== What to produce ==
Exactly as they stand, set down all of the records again.

== Record set ==
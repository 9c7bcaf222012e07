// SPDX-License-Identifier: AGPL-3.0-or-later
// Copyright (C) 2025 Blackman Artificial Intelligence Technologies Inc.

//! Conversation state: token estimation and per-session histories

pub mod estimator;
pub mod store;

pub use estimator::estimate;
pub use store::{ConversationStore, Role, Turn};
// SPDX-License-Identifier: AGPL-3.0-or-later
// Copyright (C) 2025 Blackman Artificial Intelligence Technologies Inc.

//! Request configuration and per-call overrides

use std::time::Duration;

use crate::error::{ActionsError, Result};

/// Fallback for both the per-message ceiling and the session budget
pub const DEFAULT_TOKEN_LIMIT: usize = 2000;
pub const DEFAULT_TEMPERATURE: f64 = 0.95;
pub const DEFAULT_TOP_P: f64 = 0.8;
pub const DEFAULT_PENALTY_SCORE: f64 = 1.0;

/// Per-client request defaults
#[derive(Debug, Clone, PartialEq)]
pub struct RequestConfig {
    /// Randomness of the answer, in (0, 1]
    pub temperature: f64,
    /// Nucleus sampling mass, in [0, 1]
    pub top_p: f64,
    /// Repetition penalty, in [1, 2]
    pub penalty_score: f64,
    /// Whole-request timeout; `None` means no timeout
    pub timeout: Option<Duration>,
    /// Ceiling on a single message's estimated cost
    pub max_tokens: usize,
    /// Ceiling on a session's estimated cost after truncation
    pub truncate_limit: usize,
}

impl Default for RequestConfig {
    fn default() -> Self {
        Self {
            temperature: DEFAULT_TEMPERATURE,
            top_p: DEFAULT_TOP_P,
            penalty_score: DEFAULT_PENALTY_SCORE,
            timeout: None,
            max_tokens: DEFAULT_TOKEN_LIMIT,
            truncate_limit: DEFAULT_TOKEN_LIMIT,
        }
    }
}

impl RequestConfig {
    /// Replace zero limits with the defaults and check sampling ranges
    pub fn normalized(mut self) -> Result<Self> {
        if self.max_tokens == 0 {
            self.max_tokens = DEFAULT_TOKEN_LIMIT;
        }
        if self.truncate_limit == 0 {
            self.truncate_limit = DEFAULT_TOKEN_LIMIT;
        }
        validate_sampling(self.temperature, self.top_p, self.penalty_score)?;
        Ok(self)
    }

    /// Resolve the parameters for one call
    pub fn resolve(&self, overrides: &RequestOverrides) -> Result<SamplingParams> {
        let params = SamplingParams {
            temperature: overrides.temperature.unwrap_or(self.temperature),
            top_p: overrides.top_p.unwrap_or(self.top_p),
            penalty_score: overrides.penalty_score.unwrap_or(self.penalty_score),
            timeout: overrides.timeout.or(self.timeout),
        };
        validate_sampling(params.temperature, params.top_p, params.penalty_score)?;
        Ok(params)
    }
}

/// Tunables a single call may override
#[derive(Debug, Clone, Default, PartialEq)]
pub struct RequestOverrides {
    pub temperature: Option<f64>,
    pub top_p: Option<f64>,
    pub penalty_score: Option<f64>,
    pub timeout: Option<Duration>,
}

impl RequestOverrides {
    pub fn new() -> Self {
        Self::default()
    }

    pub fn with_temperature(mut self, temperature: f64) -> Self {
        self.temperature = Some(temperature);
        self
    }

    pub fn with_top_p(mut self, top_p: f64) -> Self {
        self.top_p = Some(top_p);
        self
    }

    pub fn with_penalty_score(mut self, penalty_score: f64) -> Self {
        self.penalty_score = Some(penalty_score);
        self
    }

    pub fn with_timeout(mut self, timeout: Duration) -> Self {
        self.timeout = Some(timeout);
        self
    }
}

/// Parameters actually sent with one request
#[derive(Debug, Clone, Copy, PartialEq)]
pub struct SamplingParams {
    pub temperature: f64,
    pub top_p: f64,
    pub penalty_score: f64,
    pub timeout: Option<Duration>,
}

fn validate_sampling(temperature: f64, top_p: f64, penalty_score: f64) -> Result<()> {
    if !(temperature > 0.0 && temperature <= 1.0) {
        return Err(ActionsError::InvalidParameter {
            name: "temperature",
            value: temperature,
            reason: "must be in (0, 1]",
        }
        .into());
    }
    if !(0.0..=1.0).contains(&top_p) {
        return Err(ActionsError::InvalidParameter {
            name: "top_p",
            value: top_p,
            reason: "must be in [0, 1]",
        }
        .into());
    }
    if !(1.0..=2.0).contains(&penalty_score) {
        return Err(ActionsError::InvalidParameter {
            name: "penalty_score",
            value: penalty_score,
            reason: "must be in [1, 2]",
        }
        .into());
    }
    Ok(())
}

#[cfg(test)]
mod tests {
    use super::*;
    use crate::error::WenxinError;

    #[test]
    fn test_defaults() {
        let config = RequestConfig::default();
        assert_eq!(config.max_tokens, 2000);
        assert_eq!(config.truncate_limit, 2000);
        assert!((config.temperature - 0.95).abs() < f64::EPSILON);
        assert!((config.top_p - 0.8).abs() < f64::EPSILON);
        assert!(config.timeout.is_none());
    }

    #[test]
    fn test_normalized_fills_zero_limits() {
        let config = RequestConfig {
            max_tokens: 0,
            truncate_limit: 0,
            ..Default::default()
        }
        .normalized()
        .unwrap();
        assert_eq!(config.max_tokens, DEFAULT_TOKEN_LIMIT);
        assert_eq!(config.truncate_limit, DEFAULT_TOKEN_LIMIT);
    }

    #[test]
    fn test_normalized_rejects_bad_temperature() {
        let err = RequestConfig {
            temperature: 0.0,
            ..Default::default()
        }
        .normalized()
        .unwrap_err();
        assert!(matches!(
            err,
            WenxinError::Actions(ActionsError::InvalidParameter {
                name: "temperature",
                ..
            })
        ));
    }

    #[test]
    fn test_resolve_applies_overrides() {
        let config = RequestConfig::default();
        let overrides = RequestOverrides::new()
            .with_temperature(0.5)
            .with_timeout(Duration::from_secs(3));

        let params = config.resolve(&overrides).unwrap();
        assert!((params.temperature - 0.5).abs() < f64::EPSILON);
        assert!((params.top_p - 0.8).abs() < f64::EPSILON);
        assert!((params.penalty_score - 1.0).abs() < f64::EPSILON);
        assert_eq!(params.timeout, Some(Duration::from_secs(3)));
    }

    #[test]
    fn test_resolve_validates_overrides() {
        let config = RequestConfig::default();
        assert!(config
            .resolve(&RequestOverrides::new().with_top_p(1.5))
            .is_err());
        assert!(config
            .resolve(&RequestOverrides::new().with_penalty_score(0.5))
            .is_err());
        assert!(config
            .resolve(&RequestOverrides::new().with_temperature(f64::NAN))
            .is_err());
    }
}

== Solution ==
repository 9c7bcaf222012e07
// SPDX-License-Identifier: AGPL-3.0-or-later
// Copyright (C) 2025 Blackman Artificial Intelligence Technologies Inc.

//! Conversation state: token estimation and per-session histories

pub mod estimator;
pub mod store;

pub use estimator::estimate;
pub use store::{ConversationStore, Role, Turn};
// SPDX-License-Identifier: AGPL-3.0-or-later
// Copyright (C) 2025 Blackman Artificial Intelligence Technologies Inc.

//! Request configuration and per-call overrides

use std::time::Duration;

use crate::error::{ActionsError, Result};

/// Fallback for both the per-message ceiling and the session budget
pub const DEFAULT_TOKEN_LIMIT: usize = 2000;
pub const DEFAULT_TEMPERATURE: f64 = 0.95;
pub const DEFAULT_TOP_P: f64 = 0.8;
pub const DEFAULT_PENALTY_SCORE: f64 = 1.0;

/// Per-client request defaults
#[derive(Debug, Clone, PartialEq)]
pub struct RequestConfig {
    /// Randomness of the answer, in (0, 1]
    pub temperature: f64,
    /// Nucleus sampling mass, in [0, 1]
    pub top_p: f64,
    /// Repetition penalty, in [1, 2]
    pub penalty_score: f64,
    /// Whole-request timeout; `None` means no timeout
    pub timeout: Option<Duration>,
    /// Ceiling on a single message's estimated cost
    pub max_tokens: usize,
    /// Ceiling on a session's estimated cost after truncation
    pub truncate_limit: usize,
}

impl Default for RequestConfig {
    fn default() -> Self {
        Self {
            temperature: DEFAULT_TEMPERATURE,
            top_p: DEFAULT_TOP_P,
            penalty_score: DEFAULT_PENALTY_SCORE,
            timeout: None,
            max_tokens: DEFAULT_TOKEN_LIMIT,
            truncate_limit: DEFAULT_TOKEN_LIMIT,
        }
    }
}

impl RequestConfig {
    /// Replace zero limits with the defaults and check sampling ranges
    pub fn normalized(mut self) -> Result<Self> {
        if self.max_tokens == 0 {
            self.max_tokens = DEFAULT_TOKEN_LIMIT;
        }
        if self.truncate_limit == 0 {
            self.truncate_limit = DEFAULT_TOKEN_LIMIT;
        }
        validate_sampling(self.temperature, self.top_p, self.penalty_score)?;
        Ok(self)
    }

    /// Resolve the parameters for one call
    pub fn resolve(&self, overrides: &RequestOverrides) -> Result<SamplingParams> {
        let params = SamplingParams {
            temperature: overrides.temperature.unwrap_or(self.temperature),
            top_p: overrides.top_p.unwrap_or(self.top_p),
            penalty_score: overrides.penalty_score.unwrap_or(self.penalty_score),
            timeout: overrides.timeout.or(self.timeout),
        };
        validate_sampling(params.temperature, params.top_p, params.penalty_score)?;
        Ok(params)
    }
}

/// Tunables a single call may override
#[derive(Debug, Clone, Default, PartialEq)]
pub struct RequestOverrides {
    pub temperature: Option<f64>,
    pub top_p: Option<f64>,
    pub penalty_score: Option<f64>,
    pub timeout: Option<Duration>,
}

impl RequestOverrides {
    pub fn new() -> Self {
        Self::default()
    }

    pub fn with_temperature(mut self, temperature: f64) -> Self {
        self.temperature = Some(temperature);
        self
    }

    pub fn with_top_p(mut self, top_p: f64) -> Self {
        self.top_p = Some(top_p);
        self
    }

    pub fn with_penalty_score(mut self, penalty_score: f64) -> Self {
        self.penalty_score = Some(penalty_score);
        self
    }

    pub fn with_timeout(mut self, timeout: Duration) -> Self {
        self.timeout = Some(timeout);
        self
    }
}

/// Parameters actually sent with one request
#[derive(Debug, Clone, Copy, PartialEq)]
pub struct SamplingParams {
    pub temperature: f64,
    pub top_p: f64,
    pub penalty_score: f64,
    pub timeout: Option<Duration>,
}

fn validate_sampling(temperature: f64, top_p: f64, penalty_score: f64) -> Result<()> {
    if !(temperature > 0.0 && temperature <= 1.0) {
        return Err(ActionsError::InvalidParameter {
            name: "temperature",
            value: temperature,
            reason: "must be in (0, 1]",
        }
        .into());
    }
    if !(0.0..=1.0).contains(&top_p) {
        return Err(ActionsError::InvalidParameter {
            name: "top_p",
            value: top_p,
            reason: "must be in [0, 1]",
        }
        .into());
    }
    if !(1.0..=2.0).contains(&penalty_score) {
        return Err(ActionsError::InvalidParameter {
            name: "penalty_score",
            value: penalty_score,
            reason: "must be in [1, 2]",
        }
        .into());
    }
    Ok(())
}

#[cfg(test)]
mod tests {
    use super::*;
    use crate::error::WenxinError;

    #[test]
    fn test_defaults() {
        let config = RequestConfig::default();
        assert_eq!(config.max_tokens, 2000);
        assert_eq!(config.truncate_limit, 2000);
        assert!((config.temperature - 0.95).abs() < f64::EPSILON);
        assert!((config.top_p - 0.8).abs() < f64::EPSILON);
        assert!(config.timeout.is_none());
    }

    #[test]
    fn test_normalized_fills_zero_limits() {
        let config = RequestConfig {
            max_tokens: 0,
            truncate_limit: 0,
            ..Default::default()
        }
        .normalized()
        .unwrap();
        assert_eq!(config.max_tokens, DEFAULT_TOKEN_LIMIT);
        assert_eq!(config.truncate_limit, DEFAULT_TOKEN_LIMIT);
    }

    #[test]
    fn test_normalized_rejects_bad_temperature() {
        let err = RequestConfig {
            temperature: 0.0,
            ..Default::default()
        }
        .normalized()
        .unwrap_err();
        assert!(matches!(
            err,
            WenxinError::Actions(ActionsError::InvalidParameter {
                name: "temperature",
                ..
            })
        ));
    }

    #[test]
    fn test_resolve_applies_overrides() {
        let config = RequestConfig::default();
        let overrides = RequestOverrides::new()
            .with_temperature(0.5)
            .with_timeout(Duration::from_secs(3));

        let params = config.resolve(&overrides).unwrap();
        assert!((params.temperature - 0.5).abs() < f64::EPSILON);
        assert!((params.top_p - 0.8).abs() < f64::EPSILON);
        assert!((params.penalty_score - 1.0).abs() < f64::EPSILON);
        assert_eq!(params.timeout, Some(Duration::from_secs(3)));
    }

    #[test]
    fn test_resolve_validates_overrides() {
        let config = RequestConfig::default();
        assert!(config
            .resolve(&RequestOverrides::new().with_top_p(1.5))
            .is_err());
        assert!(config
            .resolve(&RequestOverrides::new().with_penalty_score(0.5))
            .is_err());
        assert!(config
            .resolve(&RequestOverrides::new().with_temperature(f64::NAN))
            .is_err());
    }
}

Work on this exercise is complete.